§ Problem details
Determine how many lines in the records below include the word "StringLeaf" and output that number alone.

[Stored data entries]
========================
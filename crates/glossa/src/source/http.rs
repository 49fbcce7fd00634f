use async_trait::async_trait;
use reqwest::{Client, StatusCode};
use tracing::debug;

use crate::source::{CatalogSource, SourceError};

/// Serves resources over HTTP relative to a base URL.
///
/// Probes use `HEAD`; bodies use `GET`. Only 2xx responses count as present.
#[derive(Debug, Clone)]
pub struct HttpSource {
    client: Client,
    base_url: String,
}

impl HttpSource {
    pub fn new(base_url: impl Into<String>) -> Self {
        Self::with_client(Client::new(), base_url)
    }

    pub fn with_client(client: Client, base_url: impl Into<String>) -> Self {
        let mut base_url = base_url.into();
        if !base_url.ends_with('/') {
            base_url.push('/');
        }
        Self { client, base_url }
    }

    fn url(&self, path: &str) -> String {
        format!("{}{}", self.base_url, path.trim_start_matches('/'))
    }
}

#[async_trait]
impl CatalogSource for HttpSource {
    async fn fetch(&self, path: &str) -> Result<Vec<u8>, SourceError> {
        let url = self.url(path);
        let transport = |e: reqwest::Error| SourceError::Transport {
            url: url.clone(),
            message: e.to_string(),
        };
        let response = self.client.get(&url).send().await.map_err(transport)?;
        let status = response.status();
        if status == StatusCode::NOT_FOUND {
            return Err(SourceError::NotFound {
                path: path.to_owned(),
            });
        }
        if !status.is_success() {
            return Err(SourceError::Http {
                url: url.clone(),
                status: status.as_u16(),
            });
        }
        let body = response.bytes().await.map_err(transport)?;
        Ok(body.to_vec())
    }

    async fn exists(&self, path: &str) -> bool {
        let url = self.url(path);
        match self.client.head(&url).send().await {
            Ok(response) => response.status().is_success(),
            Err(e) => {
                debug!(url = %url, error = %e, "Probe failed");
                false
            }
        }
    }
}
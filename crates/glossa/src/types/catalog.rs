use std::collections::BTreeMap;

/// A node in a translation tree.
#[derive(Debug, Clone, PartialEq, Eq)]
pub enum Node {
    /// Translatable text, possibly containing `{name}` placeholders.
    StringLeaf(String),
    /// A branch keyed by path segment.
    SubTree(BTreeMap<String, Node>),
}

impl Node {
    /// Get the leaf text, if this node is a leaf.
    pub fn as_text(&self) -> Option<&str> {
        match self {
            Node::StringLeaf(text) => Some(text),
            Node::SubTree(_) => None,
        }
    }

    /// Get the children, if this node is a subtree.
    pub fn as_subtree(&self) -> Option<&BTreeMap<String, Node>> {
        match self {
            Node::SubTree(children) => Some(children),
            Node::StringLeaf(_) => None,
        }
    }
}

/// The decoded translation tree for one language.
///
/// A catalog is built once from a decoded resource and never mutated
/// afterwards; the registry hands out shared references to it.
///
/// # Example
///
/// ```
/// use glossa::Catalog;
///
/// let catalog = Catalog::from_json_str(r#"{"tabs": {"write": "Write"}}"#).unwrap();
/// assert_eq!(catalog.key_paths('.'), vec!["tabs.write".to_string()]);
/// ```
#[derive(Debug, Clone, Default, PartialEq, Eq)]
pub struct Catalog {
    root: BTreeMap<String, Node>,
}

impl Catalog {
    pub fn new(root: BTreeMap<String, Node>) -> Self {
        Self { root }
    }

    /// Top-level entries of the tree.
    pub fn root(&self) -> &BTreeMap<String, Node> {
        &self.root
    }

    pub fn is_empty(&self) -> bool {
        self.root.is_empty()
    }

    /// Number of string leaves in the whole tree.
    pub fn leaf_count(&self) -> usize {
        fn count(children: &BTreeMap<String, Node>) -> usize {
            children
                .values()
                .map(|node| match node {
                    Node::StringLeaf(_) => 1,
                    Node::SubTree(nested) => count(nested),
                })
                .sum()
        }
        count(&self.root)
    }

    /// Every leaf key path, joined with `separator`, in sorted order.
    pub fn key_paths(&self, separator: char) -> Vec<String> {
        let mut paths = Vec::new();
        collect_paths(&self.root, &mut String::new(), separator, &mut paths);
        paths
    }
}

fn collect_paths(
    children: &BTreeMap<String, Node>,
    prefix: &mut String,
    separator: char,
    out: &mut Vec<String>,
) {
    for (segment, node) in children {
        let restore = prefix.len();
        if !prefix.is_empty() {
            prefix.push(separator);
        }
        prefix.push_str(segment);
        match node {
            Node::StringLeaf(_) => out.push(prefix.clone()),
            Node::SubTree(nested) => collect_paths(nested, prefix, separator, out),
        }
        prefix.truncate(restore);
    }
}
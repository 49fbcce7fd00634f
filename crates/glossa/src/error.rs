//! Error types for catalog loading and key resolution.

use thiserror::Error;

use crate::parser::ParseError;
use crate::source::SourceError;
use crate::types::LanguageCode;

/// Errors that occur while discovering or loading catalogs.
///
/// Most of these are recovered by a fallback and only logged. A
/// [`LoadError`] reaches the caller only when the default language's own
/// catalog cannot be served, or when no language is available at all.
#[derive(Debug, Error)]
pub enum LoadError {
    /// The manifest could not be fetched or decoded.
    #[error("language manifest unavailable: {reason}")]
    ManifestUnavailable { reason: String },

    /// The catalog resource for a language could not be fetched.
    #[error("failed to fetch catalog for '{code}': {source}")]
    CatalogFetchFailed {
        code: LanguageCode,
        #[source]
        source: SourceError,
    },

    /// The catalog resource was fetched but could not be decoded.
    #[error("malformed catalog for '{code}': {source}")]
    CatalogMalformed {
        code: LanguageCode,
        #[source]
        source: ParseError,
    },

    /// A language was requested that discovery did not find.
    #[error("language '{code}' is not available")]
    LanguageUnavailable { code: LanguageCode },

    /// Discovery produced no languages, even after fallback.
    #[error("no languages available")]
    NoLanguagesAvailable,
}

/// Why a key path could not be resolved to text.
///
/// Resolution never surfaces these to callers of `t`; they are logged and
/// the key path itself is returned.
#[derive(Debug, Clone, PartialEq, Eq, Error)]
pub enum ResolveError {
    #[error("translation key not found: '{key}'{}", format_suggestions(suggestions))]
    KeyNotFound {
        key: String,
        suggestions: Vec<String>,
    },

    #[error("translation value is not a string for key: '{key}'")]
    ValueNotString { key: String },
}

fn format_suggestions(suggestions: &[String]) -> String {
    if suggestions.is_empty() {
        String::new()
    } else {
        format!(" (did you mean: {}?)", suggestions.join(", "))
    }
}
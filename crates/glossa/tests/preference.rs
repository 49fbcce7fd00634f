//! Integration tests for preference storage.

use std::path::Path;

use glossa::LanguageCode;
use glossa::preference::{
    FilePreferenceStore, MemoryPreferenceStore, PREFERENCE_KEY, PreferenceError, PreferenceStore,
};
use tempfile::TempDir;

#[tokio::test]
async fn file_store_missing_entry_is_none() {
    let dir = TempDir::new().unwrap();
    let store = FilePreferenceStore::new(dir.path());
    assert_eq!(store.load().await, None);
}

#[tokio::test]
async fn file_store_round_trip_as_plain_text() {
    let dir = TempDir::new().unwrap();
    let store = FilePreferenceStore::new(dir.path().join("nested"));

    store.save(&"en".into()).await.unwrap();

    assert_eq!(store.load().await, Some(LanguageCode::from("en")));
    let raw = std::fs::read_to_string(dir.path().join("nested").join(PREFERENCE_KEY)).unwrap();
    assert_eq!(raw, "en");
}

#[tokio::test]
async fn file_store_trims_whitespace_and_ignores_blank() {
    let dir = TempDir::new().unwrap();
    std::fs::write(dir.path().join(PREFERENCE_KEY), "hu\n").unwrap();
    let store = FilePreferenceStore::new(dir.path());
    assert_eq!(store.load().await, Some(LanguageCode::from("hu")));

    std::fs::write(dir.path().join(PREFERENCE_KEY), "  \n").unwrap();
    assert_eq!(store.load().await, None);
}

#[tokio::test]
async fn memory_store_overwrites() {
    let store = MemoryPreferenceStore::with_value("hu");
    store.save(&"de".into()).await.unwrap();
    assert_eq!(store.load().await, Some(LanguageCode::from("de")));
}

#[test]
fn app_store_lives_under_the_platform_config_dir() {
    match (FilePreferenceStore::for_app("glossa"), dirs::config_dir()) {
        (Ok(store), Some(config)) => {
            assert_eq!(store.path(), config.join("glossa").join(PREFERENCE_KEY));
            assert!(store.path().ends_with(Path::new("glossa").join(PREFERENCE_KEY)));
        }
        (Err(PreferenceError::NoConfigDir), None) => {}
        (store, config) => panic!("unexpected combination: {store:?} with {config:?}"),
    }
}
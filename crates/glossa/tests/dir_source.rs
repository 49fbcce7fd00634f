//! End-to-end tests against a language directory on disk.

use std::fs;
use std::sync::Arc;

use glossa::preference::{FilePreferenceStore, MemoryPreferenceStore};
use glossa::source::{CatalogSource, DirSource, SourceError};
use glossa::{LanguageCode, Localizer, SessionState};
use tempfile::TempDir;

fn language_dir() -> TempDir {
    let dir = TempDir::new().unwrap();
    fs::write(
        dir.path().join("languages.json"),
        r#"{"availableLanguages": ["en", "hu"], "defaultLanguage": "hu"}"#,
    )
    .unwrap();
    fs::write(
        dir.path().join("en.json"),
        r#"{"tabs": {"write": "Write"}, "write": {"readerStatus": {"connected": "Connected"}}}"#,
    )
    .unwrap();
    fs::write(
        dir.path().join("hu.json"),
        r#"{"tabs": {"write": "Írás"}, "write": {"readerStatus": {"connected": "Csatlakozva"}}}"#,
    )
    .unwrap();
    dir
}

#[tokio::test]
async fn missing_file_is_not_found() {
    let dir = language_dir();
    let source = DirSource::new(dir.path());

    let err = source.fetch("de.json").await.unwrap_err();
    assert!(matches!(err, SourceError::NotFound { ref path } if path == "de.json"));
    assert!(!source.exists("de.json").await);
    assert!(source.exists("en.json").await);
}

#[tokio::test]
async fn directories_do_not_count_as_catalogs() {
    let dir = language_dir();
    fs::create_dir(dir.path().join("fr.json")).unwrap();
    assert!(!DirSource::new(dir.path()).exists("fr.json").await);
}

#[tokio::test]
async fn preference_survives_restart() {
    let languages = language_dir();
    let config = TempDir::new().unwrap();

    let build = || {
        Localizer::builder()
            .source(Arc::new(DirSource::new(languages.path())))
            .preferences(Arc::new(FilePreferenceStore::new(config.path())))
            .build()
    };

    let mut first = build();
    first.init().await.unwrap();
    assert_eq!(first.t("write.readerStatus.connected"), "Csatlakozva");
    first.set_language(&"en".into()).await.unwrap();

    let mut second = build();
    second.init().await.unwrap();
    assert_eq!(second.current_language(), &LanguageCode::from("en"));
    assert_eq!(second.t("write.readerStatus.connected"), "Connected");
}

#[tokio::test]
async fn rediscover_replaces_a_current_language_that_disappeared() {
    let dir = language_dir();
    let mut l = Localizer::builder()
        .source(Arc::new(DirSource::new(dir.path())))
        .preferences(Arc::new(MemoryPreferenceStore::new()))
        .build();
    l.init().await.unwrap();
    l.set_language(&"en".into()).await.unwrap();
    let mut events = l.subscribe();

    fs::remove_file(dir.path().join("en.json")).unwrap();
    let available = l.rediscover().await.unwrap();

    assert_eq!(available, vec![LanguageCode::from("hu")]);
    assert!(available.contains(l.current_language()));
    assert_eq!(l.current_language(), &LanguageCode::from("hu"));
    assert_eq!(l.t("write.readerStatus.connected"), "Csatlakozva");
    let event = events.try_recv().unwrap();
    assert_eq!(event.requested, "hu");
    assert_eq!(event.served, "hu");
}

#[tokio::test]
async fn set_language_after_failed_reinit_is_a_no_op() {
    let dir = language_dir();
    let mut l = Localizer::builder()
        .source(Arc::new(DirSource::new(dir.path())))
        .default_language("en")
        .build();
    l.init().await.unwrap();
    assert_eq!(l.state(), SessionState::Ready);

    // Only a broken catalog remains and the configured default is gone.
    for name in ["languages.json", "en.json", "hu.json"] {
        fs::remove_file(dir.path().join(name)).unwrap();
    }
    fs::write(dir.path().join("de.json"), "{").unwrap();
    assert!(l.init().await.is_err());
    assert_eq!(l.state(), SessionState::Unset);

    assert!(!l.set_language(&"de".into()).await.unwrap());
    assert_eq!(l.state(), SessionState::Unset);
}
//! Discovery of languages that have a fetchable catalog.
//!
//! Strategies run in order and the first one that verifies at least one code
//! wins:
//! 1. the manifest's declared candidates, each probed for existence;
//! 2. a built-in candidate list, each probed for existence;
//! 3. a hardcoded fallback list, each verified with a full fetch (sources
//!    that reject existence probes still serve bodies);
//! 4. that same list, taken on trust.
//!
//! All probes within a strategy run concurrently and are joined with
//! wait-for-all semantics. A failed probe only means "absent".

use std::fmt::{self, Display, Formatter};

use futures::future::join_all;
use tracing::{debug, info, warn};

use crate::error::LoadError;
use crate::parser::{Manifest, parse_manifest};
use crate::source::{CatalogSource, MANIFEST_PATH, catalog_path};
use crate::types::LanguageCode;

/// Which strategy produced a [`DiscoveryOutcome`].
#[derive(Debug, Clone, Copy, PartialEq, Eq)]
pub enum DiscoveryStrategy {
    Manifest,
    Probe,
    Fetch,
    Fallback,
}

impl Display for DiscoveryStrategy {
    fn fmt(&self, f: &mut Formatter<'_>) -> fmt::Result {
        f.write_str(match self {
            DiscoveryStrategy::Manifest => "manifest",
            DiscoveryStrategy::Probe => "probe",
            DiscoveryStrategy::Fetch => "fetch",
            DiscoveryStrategy::Fallback => "fallback",
        })
    }
}

/// The result of a discovery run.
#[derive(Debug, Clone, PartialEq, Eq)]
pub struct DiscoveryOutcome {
    /// Verified codes, in manifest or candidate order, without duplicates.
    pub languages: Vec<LanguageCode>,
    /// The manifest's `defaultLanguage`, when a manifest was read.
    pub manifest_default: Option<LanguageCode>,
    pub strategy: DiscoveryStrategy,
}

/// Determines which languages actually ship a catalog.
pub struct Discovery<'a> {
    source: &'a dyn CatalogSource,
    probe_candidates: &'a [LanguageCode],
    fallback_languages: &'a [LanguageCode],
}

impl<'a> Discovery<'a> {
    /// Create a discovery over `source`.
    ///
    /// `probe_candidates` is the built-in list tried when the manifest yields
    /// nothing; `fallback_languages` is verified by full fetch, then trusted
    /// as a last resort.
    pub fn new(
        source: &'a dyn CatalogSource,
        probe_candidates: &'a [LanguageCode],
        fallback_languages: &'a [LanguageCode],
    ) -> Self {
        Self {
            source,
            probe_candidates,
            fallback_languages,
        }
    }

    /// Run the strategies in order. Never fails.
    ///
    /// The result is empty only if the configured fallback list is empty.
    pub async fn discover(&self) -> DiscoveryOutcome {
        let mut manifest_default = None;

        match self.fetch_manifest().await {
            Ok(manifest) => {
                manifest_default = manifest.default_language.clone();
                let verified = self.probe_all(&manifest.available_languages).await;
                if verified.is_empty() {
                    warn!("No language declared in the manifest has a catalog");
                } else {
                    return self.finish(verified, manifest_default, DiscoveryStrategy::Manifest);
                }
            }
            Err(e) => warn!(error = %e, "Falling back to probing common languages"),
        }

        let verified = self.probe_all(self.probe_candidates).await;
        if !verified.is_empty() {
            return self.finish(verified, manifest_default, DiscoveryStrategy::Probe);
        }

        let fetched = self.fetch_all(self.fallback_languages).await;
        if !fetched.is_empty() {
            warn!("Existence probes found nothing, catalogs verified by full fetch");
            return self.finish(fetched, manifest_default, DiscoveryStrategy::Fetch);
        }

        warn!("No catalog found, using the built-in language list");
        self.finish(
            dedup(self.fallback_languages),
            manifest_default,
            DiscoveryStrategy::Fallback,
        )
    }

    /// Fetch and decode the manifest.
    pub async fn fetch_manifest(&self) -> Result<Manifest, LoadError> {
        let bytes = self.source.fetch(MANIFEST_PATH).await.map_err(|e| {
            LoadError::ManifestUnavailable {
                reason: e.to_string(),
            }
        })?;
        parse_manifest(&bytes).map_err(|e| LoadError::ManifestUnavailable {
            reason: e.to_string(),
        })
    }

    /// Probe every code concurrently and keep the ones whose catalog exists.
    ///
    /// Input order is preserved and duplicates are dropped.
    pub async fn probe_all(&self, codes: &[LanguageCode]) -> Vec<LanguageCode> {
        let candidates = dedup(codes);
        let probes = candidates.iter().map(|code| async move {
            let found = self.source.exists(&catalog_path(code)).await;
            debug!(language = %code, found, "Probed catalog");
            found
        });
        let results = join_all(probes).await;
        keep_found(candidates, results)
    }

    /// Fetch every code's catalog concurrently and keep the ones that load.
    ///
    /// Slower than [`Discovery::probe_all`] but works against sources whose
    /// existence probes always fail.
    pub async fn fetch_all(&self, codes: &[LanguageCode]) -> Vec<LanguageCode> {
        let candidates = dedup(codes);
        let fetches = candidates.iter().map(|code| async move {
            match self.source.fetch(&catalog_path(code)).await {
                Ok(_) => true,
                Err(e) => {
                    debug!(language = %code, error = %e, "Catalog fetch failed");
                    false
                }
            }
        });
        let results = join_all(fetches).await;
        keep_found(candidates, results)
    }

    /// Re-probe every code the manifest declares.
    ///
    /// Returns `false` if the manifest is unavailable or any declared
    /// catalog is missing.
    pub async fn verify_manifest(&self) -> bool {
        let manifest = match self.fetch_manifest().await {
            Ok(manifest) => manifest,
            Err(e) => {
                warn!(error = %e, "Cannot verify catalogs");
                return false;
            }
        };
        let declared = dedup(&manifest.available_languages);
        let verified = self.probe_all(&declared).await;
        for code in declared.iter().filter(|code| !verified.contains(code)) {
            warn!(language = %code, "Declared language has no catalog");
        }
        verified.len() == declared.len()
    }

    fn finish(
        &self,
        languages: Vec<LanguageCode>,
        manifest_default: Option<LanguageCode>,
        strategy: DiscoveryStrategy,
    ) -> DiscoveryOutcome {
        let codes: Vec<&str> = languages.iter().map(LanguageCode::as_str).collect();
        info!(
            languages = ?codes,
            %strategy,
            "Available languages discovered"
        );
        DiscoveryOutcome {
            languages,
            manifest_default,
            strategy,
        }
    }
}

fn keep_found(candidates: Vec<LanguageCode>, found: Vec<bool>) -> Vec<LanguageCode> {
    candidates
        .into_iter()
        .zip(found)
        .filter_map(|(code, found)| found.then_some(code))
        .collect()
}

/// Copy `codes` keeping only the first occurrence of each.
fn dedup(codes: &[LanguageCode]) -> Vec<LanguageCode> {
    let mut unique: Vec<LanguageCode> = Vec::with_capacity(codes.len());
    for code in codes {
        if !unique.contains(code) {
            unique.push(code.clone());
        }
    }
    unique
}
//! Durable storage of the user's last chosen language.

use std::io::{self, ErrorKind};
use std::path::{Path, PathBuf};
use std::sync::Mutex;

use async_trait::async_trait;
use thiserror::Error;
use tokio::fs;
use tracing::debug;

use crate::types::LanguageCode;

/// Storage key (and file name) holding the preferred language.
pub const PREFERENCE_KEY: &str = "preferredLanguage";

#[derive(Debug, Error)]
pub enum PreferenceError {
    #[error("failed to persist preference to '{path}': {source}")]
    Io {
        path: PathBuf,
        #[source]
        source: io::Error,
    },

    #[error("no configuration directory is available on this platform")]
    NoConfigDir,
}

/// Persists the last selected language across restarts.
#[async_trait]
pub trait PreferenceStore: Send + Sync {
    /// The saved language, or `None` if nothing was saved. Never an error.
    async fn load(&self) -> Option<LanguageCode>;

    async fn save(&self, code: &LanguageCode) -> Result<(), PreferenceError>;
}

/// A preference kept only for the lifetime of the process.
#[derive(Debug, Default)]
pub struct MemoryPreferenceStore {
    value: Mutex<Option<LanguageCode>>,
}

impl MemoryPreferenceStore {
    pub fn new() -> Self {
        Self::default()
    }

    pub fn with_value(code: impl Into<LanguageCode>) -> Self {
        Self {
            value: Mutex::new(Some(code.into())),
        }
    }

    /// Current stored value without going through the async trait.
    pub fn get(&self) -> Option<LanguageCode> {
        self.value.lock().ok().and_then(|value| value.clone())
    }
}

#[async_trait]
impl PreferenceStore for MemoryPreferenceStore {
    async fn load(&self) -> Option<LanguageCode> {
        self.get()
    }

    async fn save(&self, code: &LanguageCode) -> Result<(), PreferenceError> {
        if let Ok(mut value) = self.value.lock() {
            *value = Some(code.clone());
        }
        Ok(())
    }
}

/// Stores the preference as plain text in `<dir>/preferredLanguage`.
#[derive(Debug, Clone)]
pub struct FilePreferenceStore {
    path: PathBuf,
}

impl FilePreferenceStore {
    /// Store under an explicit directory.
    pub fn new(dir: impl AsRef<Path>) -> Self {
        Self {
            path: dir.as_ref().join(PREFERENCE_KEY),
        }
    }

    /// Store under the platform configuration directory for `app`.
    pub fn for_app(app: &str) -> Result<Self, PreferenceError> {
        let dir = dirs::config_dir().ok_or(PreferenceError::NoConfigDir)?;
        Ok(Self::new(dir.join(app)))
    }

    pub fn path(&self) -> &Path {
        &self.path
    }
}

#[async_trait]
impl PreferenceStore for FilePreferenceStore {
    async fn load(&self) -> Option<LanguageCode> {
        match fs::read_to_string(&self.path).await {
            Ok(content) => {
                let code = content.trim();
                (!code.is_empty()).then(|| LanguageCode::from(code))
            }
            Err(e) => {
                if e.kind() != ErrorKind::NotFound {
                    debug!(path = %self.path.display(), error = %e, "Ignoring unreadable preference");
                }
                None
            }
        }
    }

    async fn save(&self, code: &LanguageCode) -> Result<(), PreferenceError> {
        let io_error = |source| PreferenceError::Io {
            path: self.path.clone(),
            source,
        };
        if let Some(parent) = self.path.parent() {
            fs::create_dir_all(parent).await.map_err(io_error)?;
        }
        fs::write(&self.path, code.as_str()).await.map_err(io_error)
    }
}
========================
§ Answer to this task
5